Last week, in partnership with more than 160 Asian American and and Pacific Islander organizations, Asian Americans Advancing Justice (Advancing Justice) and Asian American Legal Defense and Education Fund (AALDEF), filed an amicus curiae (“friend of the court”) brief to the U.S. Supreme Court in support of University of Texas Austin’s (“UT-Austin”) race conscious admissions policy. So, why did more than 160 AAPI-serving organizations, from large, pan-Asian national organizations and professional associations, to student and grassroots groups serving Arab, Filipino, Japanese, Chinese, Korean, South Asian, Southeast Asian, Native Hawaiian, and Pacific Islander communities stand together to tell the nation’s highest court that it should uphold UT-Austin’s race conscious admissions policy for a second time?
Here are the top 5 reasons:
Reason # 1 – We refuse to be used as a racial wedge and break solidarity with other communities of color.

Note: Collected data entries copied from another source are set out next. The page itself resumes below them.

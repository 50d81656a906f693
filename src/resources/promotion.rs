//! `apptrust_application_version_promotion`: promote a version to a
//! lifecycle stage.

use async_trait::async_trait;
use serde_json::Value;

use super::action::{base_schema, promotion_body, promotion_schema, ActionSpec};
use super::Resource;
use crate::client::ApiClient;
use crate::error::ProviderError;
use crate::schema::{Attribute, Schema};

const PROMOTION: ActionSpec = ActionSpec {
    verb: "promote",
    endpoint: "promote",
    identifying: &["application_key", "version", "target_stage"],
    import_format: "Import ID must be application_key:version:target_stage (e.g. my-app:1.0.0:QA)",
    body: promotion_body,
    stored: &[
        "promotion_type",
        "included_repository_keys",
        "excluded_repository_keys",
        "promotion_authorization_type",
    ],
};

/// The `apptrust_application_version_promotion` resource.
#[derive(Debug, Default, Clone, Copy)]
pub struct PromotionResource;

impl PromotionResource {
    /// Type name of this resource.
    pub const TYPE_NAME: &'static str = "apptrust_application_version_promotion";

    /// Constructor used by the registry.
    pub fn boxed() -> Box<dyn Resource> {
        Box::new(Self)
    }
}

#[async_trait]
impl Resource for PromotionResource {
    fn type_name(&self) -> &'static str {
        Self::TYPE_NAME
    }

    fn schema(&self) -> Schema {
        let schema = base_schema(
            "Promotes an application version to a target lifecycle stage.",
            "application_key:version:target_stage",
            "The application version to promote.",
        )
        .with_attribute(
            "target_stage",
            Attribute::required_string()
                .with_force_new()
                .with_description("Target lifecycle stage (e.g. QA, PROD)."),
        );
        promotion_schema(schema)
    }

    async fn create(&self, client: &ApiClient, plan: &Value) -> Result<Value, ProviderError> {
        PROMOTION.create(client, plan).await
    }

    async fn read(&self, _client: &ApiClient, state: &Value) -> Result<Option<Value>, ProviderError> {
        PROMOTION.restate(state).map(Some)
    }

    async fn update(
        &self,
        _client: &ApiClient,
        _prior: &Value,
        plan: &Value,
    ) -> Result<Value, ProviderError> {
        PROMOTION.restate(plan)
    }

    async fn delete(&self, _client: &ApiClient, _state: &Value) -> Result<(), ProviderError> {
        Ok(())
    }

    fn import(&self, id: &str) -> Result<Value, ProviderError> {
        PROMOTION.import(id)
    }
}
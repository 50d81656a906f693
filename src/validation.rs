//! Schema validation helpers.
//!
//! Resource and data source configuration arrives as `serde_json::Value`.
//! [`validate`] checks it against a [`Schema`] before any remote call is made
//! and reports every problem as a [`Diagnostic`].
//!
//! # Example
//!
//! ```
//! use apptrust_provider::schema::{Attribute, Schema};
//! use apptrust_provider::validation::validate;
//! use serde_json::json;
//!
//! let schema = Schema::v0()
//!     .with_attribute("application_name", Attribute::required_string().with_length(1, 255))
//!     .with_attribute(
//!         "criticality",
//!         Attribute::optional_computed_string().with_one_of(&["unspecified", "high"]),
//!     );
//!
//! let diagnostics = validate(&schema, &json!({"application_name": "Payments"}));
//! assert!(diagnostics.is_empty());
//!
//! let diagnostics = validate(&schema, &json!({"application_name": "", "criticality": "extreme"}));
//! assert_eq!(diagnostics.len(), 2);
//! ```

use crate::error::ProviderError;
use crate::schema::{summarize_errors, Attribute, AttributeType, Diagnostic, DiagnosticSeverity, Schema};
use serde_json::Value;
use std::collections::BTreeMap;

/// Validate a JSON value against a schema.
///
/// Returns a list of diagnostics for any validation errors found.
/// An empty list means the value is valid.
///
/// # Validation Rules
///
/// - Required attributes must be present and non-null
/// - Optional attributes may be absent or null
/// - Computed-only attributes are skipped (the provider sets these)
/// - Attribute types must match the schema
/// - Enumerated strings must be one of the allowed values
/// - String lengths must fall within the declared bounds
pub fn validate(schema: &Schema, value: &Value) -> Vec<Diagnostic> {
    let mut diagnostics = Vec::new();

    let obj = match value {
        Value::Object(map) => map,
        Value::Null => return diagnostics,
        _ => {
            diagnostics.push(
                Diagnostic::error("Expected object")
                    .with_detail(format!("Got {}", value_type_name(value))),
            );
            return diagnostics;
        },
    };

    for (name, attr) in &schema.attributes {
        validate_attribute(attr, obj.get(name), name, &mut diagnostics);
    }
    diagnostics
}

/// Validate a JSON value against a schema, returning Ok if valid or Err with diagnostics.
pub fn validate_result(schema: &Schema, value: &Value) -> Result<(), Vec<Diagnostic>> {
    let diagnostics = validate(schema, value);
    if diagnostics.is_empty() {
        Ok(())
    } else {
        Err(diagnostics)
    }
}

/// Validate configuration and fold any errors into [`ProviderError::Validation`].
pub fn ensure_valid(schema: &Schema, value: &Value) -> Result<(), ProviderError> {
    match summarize_errors(&validate(schema, value)) {
        Some(message) => Err(ProviderError::Validation(message)),
        None => Ok(()),
    }
}

/// Check if a JSON value is valid against a schema.
pub fn is_valid(schema: &Schema, value: &Value) -> bool {
    validate(schema, value).is_empty()
}

fn validate_attribute(
    attr: &Attribute,
    value: Option<&Value>,
    path: &str,
    diagnostics: &mut Vec<Diagnostic>,
) {
    // Skip computed-only attributes (provider sets these)
    if attr.flags.computed && !attr.flags.optional && !attr.flags.required {
        return;
    }

    match value {
        None | Some(Value::Null) => {
            if attr.flags.required {
                diagnostics.push(
                    Diagnostic::error(format!("Missing required attribute '{}'", path))
                        .with_detail("This attribute is required and must be provided")
                        .with_attribute(path),
                );
            }
        },
        Some(v) => {
            let before = diagnostics.len();
            validate_attribute_type(&attr.attr_type, v, path, diagnostics);
            if diagnostics.len() == before {
                if let Some(s) = v.as_str() {
                    validate_string_constraints(attr, s, path, diagnostics);
                }
            }
        },
    }
}

fn validate_string_constraints(
    attr: &Attribute,
    value: &str,
    path: &str,
    diagnostics: &mut Vec<Diagnostic>,
) {
    if !attr.one_of.is_empty() && !attr.one_of.iter().any(|allowed| allowed == value) {
        diagnostics.push(
            Diagnostic::error(format!("Invalid value for attribute '{}'", path))
                .with_detail(format!(
                    "Expected one of [{}], got \"{}\"",
                    attr.one_of.join(", "),
                    value
                ))
                .with_attribute(path),
        );
    }

    if let Some((min, max)) = attr.length {
        let len = value.chars().count();
        if len < min || len > max {
            diagnostics.push(
                Diagnostic::error(format!("Invalid length for attribute '{}'", path))
                    .with_detail(format!(
                        "Expected between {} and {} characters, got {}",
                        min, max, len
                    ))
                    .with_attribute(path),
            );
        }
    }
}

fn validate_attribute_type(
    attr_type: &AttributeType,
    value: &Value,
    path: &str,
    diagnostics: &mut Vec<Diagnostic>,
) {
    match attr_type {
        AttributeType::String => {
            if !value.is_string() {
                diagnostics.push(type_error(path, "string", value));
            }
        },
        AttributeType::Int64 => {
            if !is_int64(value) {
                diagnostics.push(type_error(path, "int64", value));
            }
        },
        AttributeType::Bool => {
            if !value.is_boolean() {
                diagnostics.push(type_error(path, "bool", value));
            }
        },
        AttributeType::List(element_type) => {
            if let Some(arr) = value.as_array() {
                for (i, elem) in arr.iter().enumerate() {
                    let elem_path = format!("{}.{}", path, i);
                    validate_attribute_type(element_type, elem, &elem_path, diagnostics);
                }
            } else {
                diagnostics.push(type_error(path, "list", value));
            }
        },
        AttributeType::Map(value_type) => {
            if let Some(obj) = value.as_object() {
                for (key, val) in obj {
                    let key_path = format!("{}.{}", path, key);
                    validate_attribute_type(value_type, val, &key_path, diagnostics);
                }
            } else {
                diagnostics.push(type_error(path, "map", value));
            }
        },
        AttributeType::Object(attrs) => {
            if let Some(obj) = value.as_object() {
                validate_object_type(attrs, obj, path, diagnostics);
            } else {
                diagnostics.push(type_error(path, "object", value));
            }
        },
    }
}

fn validate_object_type(
    attrs: &BTreeMap<String, AttributeType>,
    obj: &serde_json::Map<String, Value>,
    path: &str,
    diagnostics: &mut Vec<Diagnostic>,
) {
    for (name, attr_type) in attrs {
        let attr_path = format!("{}.{}", path, name);
        match obj.get(name) {
            None | Some(Value::Null) => {},
            Some(value) => validate_attribute_type(attr_type, value, &attr_path, diagnostics),
        }
    }
}

fn value_type_name(value: &Value) -> &'static str {
    match value {
        Value::Null => "null",
        Value::Bool(_) => "bool",
        Value::Number(_) => "number",
        Value::String(_) => "string",
        Value::Array(_) => "array",
        Value::Object(_) => "object",
    }
}

fn is_int64(value: &Value) -> bool {
    match value {
        Value::Number(n) => {
            if n.is_i64() {
                true
            } else if let Some(f) = n.as_f64() {
                f.fract() == 0.0 && f >= i64::MIN as f64 && f <= i64::MAX as f64
            } else {
                false
            }
        },
        _ => false,
    }
}

fn type_error(path: &str, expected: &str, got: &Value) -> Diagnostic {
    Diagnostic {
        severity: DiagnosticSeverity::Error,
        summary: format!("Invalid type for attribute '{}'", path),
        detail: Some(format!(
            "Expected {}, got {}",
            expected,
            value_type_name(got)
        )),
        attribute: Some(path.to_string()),
    }
}

#[cfg(test)]
mod tests {
    use super::*;
    use crate::schema::{Attribute, AttributeFlags, Schema};
    use serde_json::json;

    #[test]
    fn test_validate_required_string() {
        let schema = Schema::v0().with_attribute("application_name", Attribute::required_string());

        let diagnostics = validate(&schema, &json!({"application_name": "App One"}));
        assert!(diagnostics.is_empty());

        // Missing required
        let diagnostics = validate(&schema, &json!({}));
        assert_eq!(diagnostics.len(), 1);
        assert_eq!(diagnostics[0].attribute, Some("application_name".to_string()));

        // Null value
        let diagnostics = validate(&schema, &json!({"application_name": null}));
        assert_eq!(diagnostics.len(), 1);

        // Wrong type
        let diagnostics = validate(&schema, &json!({"application_name": 123}));
        assert_eq!(diagnostics.len(), 1);
        assert!(diagnostics[0].summary.contains("Invalid type"));
    }

    #[test]
    fn test_validate_optional_attribute() {
        let schema = Schema::v0().with_attribute("limit", Attribute::optional_int64());

        assert!(validate(&schema, &json!({"limit": 42})).is_empty());
        assert!(validate(&schema, &json!({})).is_empty());
        assert!(validate(&schema, &json!({"limit": null})).is_empty());
        assert!(validate(&schema, &json!({"limit": 42.0})).is_empty());
        assert_eq!(validate(&schema, &json!({"limit": 42.5})).len(), 1);
        assert_eq!(validate(&schema, &json!({"limit": "42"})).len(), 1);
    }

    #[test]
    fn test_validate_computed_attribute_skipped() {
        let schema = Schema::v0().with_attribute("id", Attribute::computed_string());

        assert!(validate(&schema, &json!({})).is_empty());
        // Even with wrong type, we don't validate computed-only attrs
        assert!(validate(&schema, &json!({"id": 123})).is_empty());
    }

    #[test]
    fn test_validate_list_and_map() {
        let schema = Schema::v0()
            .with_attribute("user_owners", Attribute::optional_string_list())
            .with_attribute("labels", Attribute::optional_string_map());

        assert!(validate(&schema, &json!({"user_owners": [], "labels": {}})).is_empty());

        let diagnostics = validate(&schema, &json!({"user_owners": ["a", 1]}));
        assert_eq!(diagnostics.len(), 1);
        assert_eq!(diagnostics[0].attribute, Some("user_owners.1".to_string()));

        let diagnostics = validate(&schema, &json!({"labels": {"env": "prod", "tier": 2}}));
        assert_eq!(diagnostics.len(), 1);
        assert_eq!(diagnostics[0].attribute, Some("labels.tier".to_string()));

        assert_eq!(validate(&schema, &json!({"labels": ["env"]})).len(), 1);
    }

    #[test]
    fn test_validate_list_of_objects() {
        let schema = Schema::v0().with_attribute(
            "source_builds",
            Attribute::new(
                AttributeType::list(AttributeType::object([
                    ("name", AttributeType::String),
                    ("number", AttributeType::String),
                    ("include_dependencies", AttributeType::Bool),
                ])),
                AttributeFlags::optional(),
            ),
        );

        let ok = json!({"source_builds": [{"name": "ci", "number": "7", "include_dependencies": null}]});
        assert!(validate(&schema, &ok).is_empty());

        let bad = json!({"source_builds": [{"name": "ci", "number": 7}]});
        let diagnostics = validate(&schema, &bad);
        assert_eq!(diagnostics.len(), 1);
        assert_eq!(
            diagnostics[0].attribute,
            Some("source_builds.0.number".to_string())
        );
    }

    #[test]
    fn test_validate_one_of() {
        let schema = Schema::v0().with_attribute(
            "maturity_level",
            Attribute::optional_computed_string().with_one_of(&[
                "unspecified",
                "experimental",
                "production",
                "end_of_life",
            ]),
        );

        assert!(validate(&schema, &json!({"maturity_level": "production"})).is_empty());
        let diagnostics = validate(&schema, &json!({"maturity_level": "beta"}));
        assert_eq!(diagnostics.len(), 1);
        assert!(diagnostics[0].summary.contains("Invalid value"));
        assert!(diagnostics[0]
            .detail
            .as_deref()
            .unwrap_or_default()
            .contains("\"beta\""));
    }

    #[test]
    fn test_validate_length() {
        let schema = Schema::v0()
            .with_attribute("application_key", Attribute::required_string().with_length(2, 64));

        assert!(validate(&schema, &json!({"application_key": "ab"})).is_empty());
        assert_eq!(validate(&schema, &json!({"application_key": "a"})).len(), 1);
        let long = "a".repeat(65);
        assert_eq!(validate(&schema, &json!({"application_key": long})).len(), 1);
        // type errors suppress constraint checks
        assert_eq!(validate(&schema, &json!({"application_key": 1})).len(), 1);
    }

    #[test]
    fn test_validate_multiple_errors() {
        let schema = Schema::v0()
            .with_attribute("application_key", Attribute::required_string())
            .with_attribute("limit", Attribute::optional_int64())
            .with_attribute("include_dependencies", Attribute::optional_bool());

        let diagnostics = validate(
            &schema,
            &json!({"application_key": 123, "limit": "ten", "include_dependencies": "yes"}),
        );
        assert_eq!(diagnostics.len(), 3);
    }

    #[test]
    fn test_result_helpers() {
        let schema = Schema::v0().with_attribute("application_key", Attribute::required_string());

        assert!(is_valid(&schema, &json!({"application_key": "app"})));
        assert!(!is_valid(&schema, &json!({})));
        assert!(validate_result(&schema, &json!({"application_key": "app"})).is_ok());
        assert_eq!(validate_result(&schema, &json!({})).unwrap_err().len(), 1);

        let err = ensure_valid(&schema, &json!({})).unwrap_err();
        assert!(matches!(err, ProviderError::Validation(_)));
        assert!(err.message().contains("Missing required attribute 'application_key'"));
    }

    #[test]
    fn test_validate_root_not_object() {
        let schema = Schema::v0().with_attribute("application_key", Attribute::required_string());

        let diagnostics = validate(&schema, &json!("not an object"));
        assert_eq!(diagnostics.len(), 1);
        assert!(diagnostics[0].summary.contains("Expected object"));
    }
}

Opponents of affirmative action often use Asian Americans and Pacific Islanders (AAPIs) as a racial wedge by selling the myth that affirmative action hurts Asian American students by placing quotas on their admissions into elite colleges in favor of African American and Latino students. Quotas, in fact, have been unconstitutional for decades and AAPIs have historically benefitted, and continue to benefit, from affirmative action policies. Defending affirmative action also means standing in solidarity with other communities of color, as we collectively fight and work against the reality of structural racism in our country.
Reason # 2 – Race still matters in American life.

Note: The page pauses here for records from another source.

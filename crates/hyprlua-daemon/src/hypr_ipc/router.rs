//! Routing of decoded frames to event handlers
//!
//! The router is filled once at startup and then moved into the event source,
//! so the set of handlers cannot change while events are flowing. Dispatch is
//! synchronous: a slow handler delays the next frame.

use std::collections::HashMap;
use std::fmt;

use thiserror::Error;
use tracing::{debug, warn};

use super::frame::RawFrame;

/// Error returned by an event handler
///
/// Handlers parse their own payloads, so this is only a message. It is
/// logged by the router and never stops the stream.
#[derive(Debug, Clone, PartialEq, Eq, Error)]
#[error("{message}")]
pub struct HandlerError {
    message: String,
}

impl HandlerError {
    pub fn new(message: impl Into<String>) -> Self {
        Self {
            message: message.into(),
        }
    }
}

/// Errors raised while building a router
#[derive(Debug, Error)]
pub enum RouterError {
    #[error("A handler for `{0}` is already registered")]
    DuplicateHandler(String),
}

/// A registered event handler
pub type Handler = Box<dyn Fn(&str) -> Result<(), HandlerError> + Send + Sync>;

/// What happened to a dispatched frame
#[derive(Debug, Clone, PartialEq, Eq)]
pub enum DispatchOutcome {
    /// The handler ran and succeeded
    Handled,
    /// No handler is registered for this event name
    Unknown { event_name: String, payload: String },
    /// The handler ran and returned an error
    HandlerFailed { event_name: String, error: HandlerError },
}

/// Maps event names to handlers
#[derive(Default)]
pub struct EventRouter {
    handlers: HashMap<String, Handler>,
}

impl EventRouter {
    pub fn new() -> Self {
        Self::default()
    }

    /// Register `handler` for `event_name`
    ///
    /// Names are case-sensitive.
    ///
    /// # Errors
    ///
    /// Returns `RouterError::DuplicateHandler` if the name is already taken.
    pub fn register<F>(&mut self, event_name: impl Into<String>, handler: F) -> Result<(), RouterError>
    where
        F: Fn(&str) -> Result<(), HandlerError> + Send + Sync + 'static,
    {
        let event_name = event_name.into();
        if self.handlers.contains_key(&event_name) {
            return Err(RouterError::DuplicateHandler(event_name));
        }
        self.handlers.insert(event_name, Box::new(handler));
        Ok(())
    }

    /// Invoke the handler registered for `frame.event_name` with its payload
    ///
    /// Unknown events and handler failures are logged and reported in the
    /// returned outcome; neither is an error for the caller.
    pub fn dispatch(&self, frame: &RawFrame) -> DispatchOutcome {
        let Some(handler) = self.handlers.get(&frame.event_name) else {
            debug!(event = %frame.event_name, payload = %frame.payload, "Unknown event type");
            return DispatchOutcome::Unknown {
                event_name: frame.event_name.clone(),
                payload: frame.payload.clone(),
            };
        };

        match handler(frame.payload.as_str()) {
            Ok(()) => DispatchOutcome::Handled,
            Err(error) => {
                warn!(event = %frame.event_name, %error, "Event handler failed");
                DispatchOutcome::HandlerFailed {
                    event_name: frame.event_name.clone(),
                    error,
                }
            }
        }
    }

    /// Number of registered handlers
    pub fn len(&self) -> usize {
        self.handlers.len()
    }

    #[allow(dead_code)]
    pub fn is_empty(&self) -> bool {
        self.handlers.is_empty()
    }
}

impl fmt::Debug for EventRouter {
    fn fmt(&self, f: &mut fmt::Formatter<'_>) -> fmt::Result {
        let mut names: Vec<_> = self.handlers.keys().collect();
        names.sort();
        f.debug_struct("EventRouter").field("events", &names).finish()
    }
}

The idea that race should be eliminated from holistic admissions policies in higher education is ludricous. Race is an integral part of how each of us views the world and is treated by society. The epidemic of black lives lost at the hands of law enforcement, the racist rhetoric of the immigration debate, and the proliferation of English only policies in the workplace are irrefutable evidence that race still matters in American life and colors every person’s experience.

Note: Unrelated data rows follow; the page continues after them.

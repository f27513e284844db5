//! Event socket reader
//!
//! `SocketEventSource` owns one connection to Hyprland's `.socket2.sock`,
//! reads it in a loop, decodes every read into a frame and hands it to the
//! `EventRouter`.
//!
//! ## Shutdown
//!
//! The read is raced against a `CancellationToken`, so stopping unblocks a
//! read that would otherwise wait forever for the next compositor event. Once
//! the loop has left, the socket is shut down in both directions and closed.
//!
//! ## Reconnection
//!
//! A spawned source can optionally reconnect after the compositor closes the
//! connection (EOF, connection reset, broken pipe):
//!
//! - Every reconnection attempt is preceded by a backoff delay that starts at
//!   500ms, doubles each retry and caps at 10 seconds
//! - The retry budget carries over between connections and is refilled only
//!   once a connection has delivered at least one message, so a peer that
//!   accepts and immediately closes exhausts it
//! - Once it is exhausted, event handling is disabled and the daemon keeps
//!   running with only the script watcher

use std::io::ErrorKind;
use std::net::Shutdown;
use std::path::PathBuf;
use std::sync::Arc;
use std::time::Duration;

use tokio::io::AsyncReadExt;
use tokio::net::UnixStream;
use tokio::task::JoinHandle;
use tokio::time::sleep;
use tokio_util::sync::CancellationToken;
use tracing::{debug, info, trace, warn};

use super::error::HyprError;
use super::frame;
use super::router::EventRouter;
use crate::blocking::run_blocking;

/// Size of the buffer handed to each `read`
pub const READ_BUFFER_SIZE: usize = 1024;

/// Default number of reconnection retry attempts
pub const DEFAULT_MAX_RETRIES: u32 = 5;

/// Initial delay before a reconnection attempt (500ms)
const INITIAL_RETRY_DELAY: Duration = Duration::from_millis(500);

/// Maximum delay before a reconnection attempt (10 seconds)
const MAX_RETRY_DELAY: Duration = Duration::from_secs(10);

/// Why `run()` returned without an error
#[derive(Debug, Clone, Copy, PartialEq, Eq)]
pub enum SourceExit {
    /// The compositor closed the connection
    PeerClosed,
    /// The source was stopped
    Stopped,
}

/// How a spawned source reconnects after losing the compositor
#[derive(Debug, Clone, Copy, PartialEq, Eq)]
pub struct ReconnectPolicy {
    pub max_retries: u32,
    pub initial_delay: Duration,
    pub max_delay: Duration,
}

impl Default for ReconnectPolicy {
    fn default() -> Self {
        Self {
            max_retries: DEFAULT_MAX_RETRIES,
            initial_delay: INITIAL_RETRY_DELAY,
            max_delay: MAX_RETRY_DELAY,
        }
    }
}

/// Exponential backoff state shared by all connections of one spawned source
#[derive(Debug)]
struct Backoff {
    policy: ReconnectPolicy,
    attempts: u32,
    delay: Duration,
}

impl Backoff {
    fn new(policy: ReconnectPolicy) -> Self {
        Self {
            policy,
            attempts: 0,
            delay: policy.initial_delay,
        }
    }

    fn reset(&mut self) {
        self.attempts = 0;
        self.delay = self.policy.initial_delay;
    }

    /// Delay before the next attempt, or `None` once the retries are used up
    fn next_delay(&mut self) -> Option<Duration> {
        if self.attempts >= self.policy.max_retries {
            return None;
        }
        self.attempts += 1;
        let delay = self.delay;
        self.delay = (self.delay * 2).min(self.policy.max_delay);
        Some(delay)
    }
}

/// A connected reader of the Hyprland event socket
#[derive(Debug)]
pub struct SocketEventSource {
    stream: UnixStream,
    path: PathBuf,
    router: Arc<EventRouter>,
    cancel: CancellationToken,
    reconnect: Option<ReconnectPolicy>,
}

impl SocketEventSource {
    /// Connect to the event socket at `path`
    ///
    /// # Errors
    ///
    /// Returns `HyprError::SocketNotFound` if the path doesn't exist.
    /// Returns `HyprError::ConnectionFailed` if the connection fails.
    pub async fn connect(
        path: impl Into<PathBuf>,
        router: Arc<EventRouter>,
    ) -> Result<Self, HyprError> {
        Self::connect_with_token(path.into(), router, CancellationToken::new()).await
    }

    async fn connect_with_token(
        path: PathBuf,
        router: Arc<EventRouter>,
        cancel: CancellationToken,
    ) -> Result<Self, HyprError> {
        if !path.exists() {
            return Err(HyprError::SocketNotFound { path });
        }

        let stream = UnixStream::connect(&path)
            .await
            .map_err(|e| HyprError::ConnectionFailed {
                path: path.clone(),
                source: e,
            })?;

        debug!("Connected to Hyprland event socket at {}", path.display());

        Ok(Self {
            stream,
            path,
            router,
            cancel,
            reconnect: None,
        })
    }

    /// Reconnect according to `policy` after the compositor closes the
    /// connection. Only used by `spawn()`.
    pub fn reconnect(mut self, policy: ReconnectPolicy) -> Self {
        self.reconnect = Some(policy);
        self
    }

    /// Read, decode and dispatch until stopped or the peer closes
    ///
    /// One successful read is decoded as one message. Malformed frames and
    /// unknown events are logged and skipped.
    ///
    /// # Errors
    ///
    /// Returns `HyprError::ReadFailed` for any read error other than
    /// `Interrupted`, which is retried.
    #[allow(dead_code)]
    pub async fn run(self) -> Result<SourceExit, HyprError> {
        self.run_session().await.0
    }

    /// `run()`, also returning how many frames were dispatched
    async fn run_session(mut self) -> (Result<SourceExit, HyprError>, u64) {
        let mut buffer = [0u8; READ_BUFFER_SIZE];
        let mut dispatched = 0u64;

        let exit = loop {
            if self.cancel.is_cancelled() {
                break Ok(SourceExit::Stopped);
            }

            let read = tokio::select! {
                biased;
                _ = self.cancel.cancelled() => break Ok(SourceExit::Stopped),
                read = self.stream.read(&mut buffer) => read,
            };

            match read {
                Ok(0) => {
                    info!("Hyprland closed the event socket");
                    break Ok(SourceExit::PeerClosed);
                }
                Ok(n) => {
                    if self.cancel.is_cancelled() {
                        break Ok(SourceExit::Stopped);
                    }
                    match frame::decode(&buffer[..n]) {
                        Ok(frame) => {
                            let outcome = run_blocking(|| self.router.dispatch(&frame));
                            trace!(?outcome, "Dispatched {}", frame.event_name);
                            dispatched += 1;
                        }
                        Err(malformed) => {
                            warn!(raw = %malformed.raw, "Dropping malformed event frame");
                        }
                    }
                }
                Err(e) if e.kind() == ErrorKind::Interrupted => continue,
                Err(e) => break Err(HyprError::ReadFailed(e)),
            }
        };

        close(self.stream);
        (exit, dispatched)
    }

    /// Run the read loop on its own task
    ///
    /// With `reconnect()` set, the task reconnects after the peer closes and
    /// ends only when stopped or when reconnection gives up.
    pub fn spawn(self) -> EventSourceHandle {
        let cancel = self.cancel.clone();
        let task = tokio::spawn(supervise(self));
        EventSourceHandle {
            cancel,
            task: Some(task),
        }
    }
}

async fn supervise(mut source: SocketEventSource) -> Result<(), HyprError> {
    let policy = source.reconnect;
    let mut backoff = policy.map(Backoff::new);

    loop {
        let path = source.path.clone();
        let router = source.router.clone();
        let cancel = source.cancel.clone();

        let (exit, dispatched) = source.run_session().await;
        match exit {
            Ok(SourceExit::Stopped) => return Ok(()),
            Ok(SourceExit::PeerClosed) => {}
            Err(HyprError::ReadFailed(ref io_err))
                if io_err.kind() == ErrorKind::ConnectionReset
                    || io_err.kind() == ErrorKind::BrokenPipe =>
            {
                warn!("Hyprland event socket connection lost ({})", io_err.kind());
            }
            Err(e) => {
                warn!("Hyprland event socket error: {}", e);
                return Err(e);
            }
        }

        let Some(retry) = backoff.as_mut() else {
            return Ok(());
        };
        if dispatched > 0 {
            retry.reset();
        }

        source = loop {
            let Some(delay) = retry.next_delay() else {
                warn!(
                    attempts = retry.attempts,
                    "Failed to reconnect to the Hyprland event socket. \
                     Compositor events will not be handled."
                );
                return Err(HyprError::MaxRetriesExceeded {
                    attempts: retry.attempts,
                });
            };

            warn!(
                attempt = retry.attempts,
                max_retries = retry.policy.max_retries,
                delay_ms = delay.as_millis() as u64,
                "Reconnecting to the Hyprland event socket..."
            );

            tokio::select! {
                biased;
                _ = cancel.cancelled() => return Ok(()),
                _ = sleep(delay) => {}
            }

            let connect =
                SocketEventSource::connect_with_token(path.clone(), router.clone(), cancel.clone());
            let result = tokio::select! {
                biased;
                _ = cancel.cancelled() => return Ok(()),
                result = connect => result,
            };
            match result {
                Ok(next) => {
                    info!(attempt = retry.attempts, "Hyprland event socket reconnected");
                    break next;
                }
                Err(e) => warn!(attempt = retry.attempts, "Reconnection failed: {}", e),
            }
        };
        source.reconnect = policy;
    }
}

fn close(stream: UnixStream) {
    match stream.into_std() {
        Ok(stream) => {
            if let Err(e) = stream.shutdown(Shutdown::Both) {
                // NotConnected is expected once the peer has gone
                if e.kind() != ErrorKind::NotConnected {
                    debug!("Event socket shutdown failed: {}", e);
                }
            }
        }
        Err(e) => debug!("Could not detach event socket for shutdown: {}", e),
    }
}

/// Handle to a spawned event source
///
/// Dropping the handle stops the source without waiting for it.
#[derive(Debug)]
pub struct EventSourceHandle {
    cancel: CancellationToken,
    task: Option<JoinHandle<Result<(), HyprError>>>,
}

impl EventSourceHandle {
    /// Stop the source and wait for its task to finish
    ///
    /// Safe to call from any task. No handler runs after this returns.
    /// Calling it again does nothing.
    pub async fn stop(&mut self) {
        self.cancel.cancel();
        let Some(task) = self.task.take() else {
            return;
        };
        match task.await {
            Ok(Ok(())) => debug!("Event source stopped"),
            Ok(Err(e)) => debug!("Event source had already ended: {}", e),
            Err(e) => warn!("Event source task failed: {}", e),
        }
    }

    /// Whether the reader task has ended, on its own or after `stop()`
    pub fn is_finished(&self) -> bool {
        self.task.as_ref().map_or(true, |task| task.is_finished())
    }
}

impl Drop for EventSourceHandle {
    fn drop(&mut self) {
        self.cancel.cancel();
    }
}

Reason # 3 – There is no such thing as a race-neutral admissions policy.
Opponents of affirmative action would have us believe that eliminating race as a factor from any holistic admissions program makes the policy race-neutral. This is a lie. Test scores play a dominant role in any holistic review program, and test scores are not race-neutral. In fact, a recent study demonstrated that race is the single most determinative factor in SAT scores (even more than socioeconomic status and parental education levels) and that its effect is increasing over time.
Reason # 4 – AAPI groups still need affirmative action.
Contrary to the model minority myth, which presumes that all AAPI students are universally successful, many Southeast Asian, Native Hawaiian, and Pacific Islander subgroups face school segregation, inadequate preparation for college, and other barriers to higher education. A recent report on AAPI access to higher education in California, which is home to the nation’s largest AAPI community, revealed that the admit rates of Filipino, Thai, Native Hawaiian and Pacific Islander students are all significantly lower than the general admit rate, and that relative to their overall population, Filipinos, Native Hawaiians, Samoans, Guamanians or Chamorros, and Fijians are underrepresented in the UC system.
Reason # 5 – Racial diversity on campus benefits all students.
Some AAPI subgroups are underrepresented on college campuses while others are overrepresented, but all students benefit from the increased racial diversity and improved racial climate produced by race-conscious admissions programs. Even AAPI students who belong to subgroups that may be overrepresented on college campuses report racial hostility, pressure to segregate and/or assimilate to the dominant White culture, feeling silenced in academic exchanges, and stereotyped as perpetual foreigners and/or model minorities. Studies also show that campuses that reach the highest levels of diversity have fewer racial incidents.
If this feels like déjà vu, it is — back in 2013 the Supremes reaffirmed that universities may consider race as part of a holistic review program to increase racial diversity on campus, but sent the case back to the 5th Circuit to look more carefully at whether UT Austin tried race-neutral methods of achieving racial diversity (a paradox in itself). The 5th Circuit upheld the program on the basis that the consideration of race is necessary to obtain the diversity within racial groups that it seeks. Abigail Fisher, the white plaintiff in the case, appealed this decision, resulting in a second hearing of the case by the Supremes in December.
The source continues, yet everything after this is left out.